One question that I couldn’t answer reading this book was about the limits of range. I would argue that there is probably an upper limit to how many fields we can be involved in, but this upper limit may be very high so we will never get to the point of diminishing returns.
What is clear though is that the worst situation one can possibly be is one in which there’s no depth nor breadth:
Inventors who had neither significant depth nor breadth—they rarely made an impact.
An approach to avoid this seems to be to become an expert (or close to one) in one or two fields and then let your curiosity roam free to try whatever catches your interest. Over time you’ll be able to draw ideas and connections from your very wide and some times deep knowledge.
I’ll work hard to always stay an amateur in many fields.
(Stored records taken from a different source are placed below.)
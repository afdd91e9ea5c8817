//! User preferences over an injected key-value store.
//!
//! The host decides where values live (browser storage, a config file, ...);
//! the editor only sees string keys and string values.

use std::collections::HashMap;

const RECENT_KEY: &str = "pb.recentComponents";
const AUTOSAVE_KEY: &str = "pb.autosave";

pub trait KeyValueStore {
    fn get(&self, key: &str) -> Option<String>;
    fn set(&mut self, key: &str, value: String);
}

#[derive(Debug, Clone, Default)]
pub struct MemoryStore {
    values: HashMap<String, String>,
}

impl MemoryStore {
    pub fn new() -> Self {
        Self::default()
    }
}

impl KeyValueStore for MemoryStore {
    fn get(&self, key: &str) -> Option<String> {
        self.values.get(key).cloned()
    }

    fn set(&mut self, key: &str, value: String) {
        self.values.insert(key.to_string(), value);
    }
}

/// Typed view over a [`KeyValueStore`].
#[derive(Debug)]
pub struct Preferences<S> {
    store: S,
    recent_limit: usize,
}

impl<S: KeyValueStore> Preferences<S> {
    pub fn new(store: S, recent_limit: usize) -> Self {
        Self {
            store,
            recent_limit,
        }
    }

    /// Recently used component types, most recent first. Unreadable values
    /// read as empty.
    pub fn recent_components(&self) -> Vec<String> {
        self.store
            .get(RECENT_KEY)
            .and_then(|raw| match serde_json::from_str(&raw) {
                Ok(list) => Some(list),
                Err(err) => {
                    log::warn!("prefs: ignoring unreadable recent list: {err}");
                    None
                }
            })
            .unwrap_or_default()
    }

    /// Move `kind` to the front of the recent list.
    pub fn record_use(&mut self, kind: &str) {
        let mut recent = self.recent_components();
        recent.retain(|k| k != kind);
        recent.insert(0, kind.to_string());
        recent.truncate(self.recent_limit);
        match serde_json::to_string(&recent) {
            Ok(raw) => self.store.set(RECENT_KEY, raw),
            Err(err) => log::warn!("prefs: could not store recent list: {err}"),
        }
    }

    /// Stored auto-save flag, or `default` when never set.
    pub fn autosave_enabled(&self, default: bool) -> bool {
        self.store
            .get(AUTOSAVE_KEY)
            .and_then(|raw| raw.parse().ok())
            .unwrap_or(default)
    }

    pub fn set_autosave_enabled(&mut self, enabled: bool) {
        self.store.set(AUTOSAVE_KEY, enabled.to_string());
    }

    pub fn store(&self) -> &S {
        &self.store
    }
}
After all, as art historian Sara Lewis put it
“Amateur” did not originate as an insult, but comes from the Latin word for a person who adores a particular endeavor.
Notable characters with range#
- Jack Cecchini is a guitar player, probably one of the best the world has seen. I didn’t know about him before reading this book and was quite impressed. Epstein uses him as an example of somebody with range that went through sampling periods before settling on the guitar as his instrument.
- Nicolas Appert. The inventor of airtight food conservation.
- Arturo Casadevall. A scientist and professor that is trying to change the specialization mentality of Universities.
- Gunpei Yokoi. Check out his “lateral thinking with withered technology” philosophy.
- The Einstellung Effect. This concept is related to the expert problem and the Law of the Instrument.
- Match Quality “is a term economists use to describe the degree of fit between the work someone does and who they are—their abilities and proclivities.”
- Cognitive entrenchment. This is another cognitive bias that is related to the expert problem. The more we become familiar with a concept or a tool, the more we start repeating ourselves. This concept is particularly interesting when applied to successful companies: as they grow due to the success of a particular product they stop innovating and creating disrupting products because they increasingly “become entrenched” in the solutions that worked for them in the past. To mitigate this we must keep a “beginner’s mind”.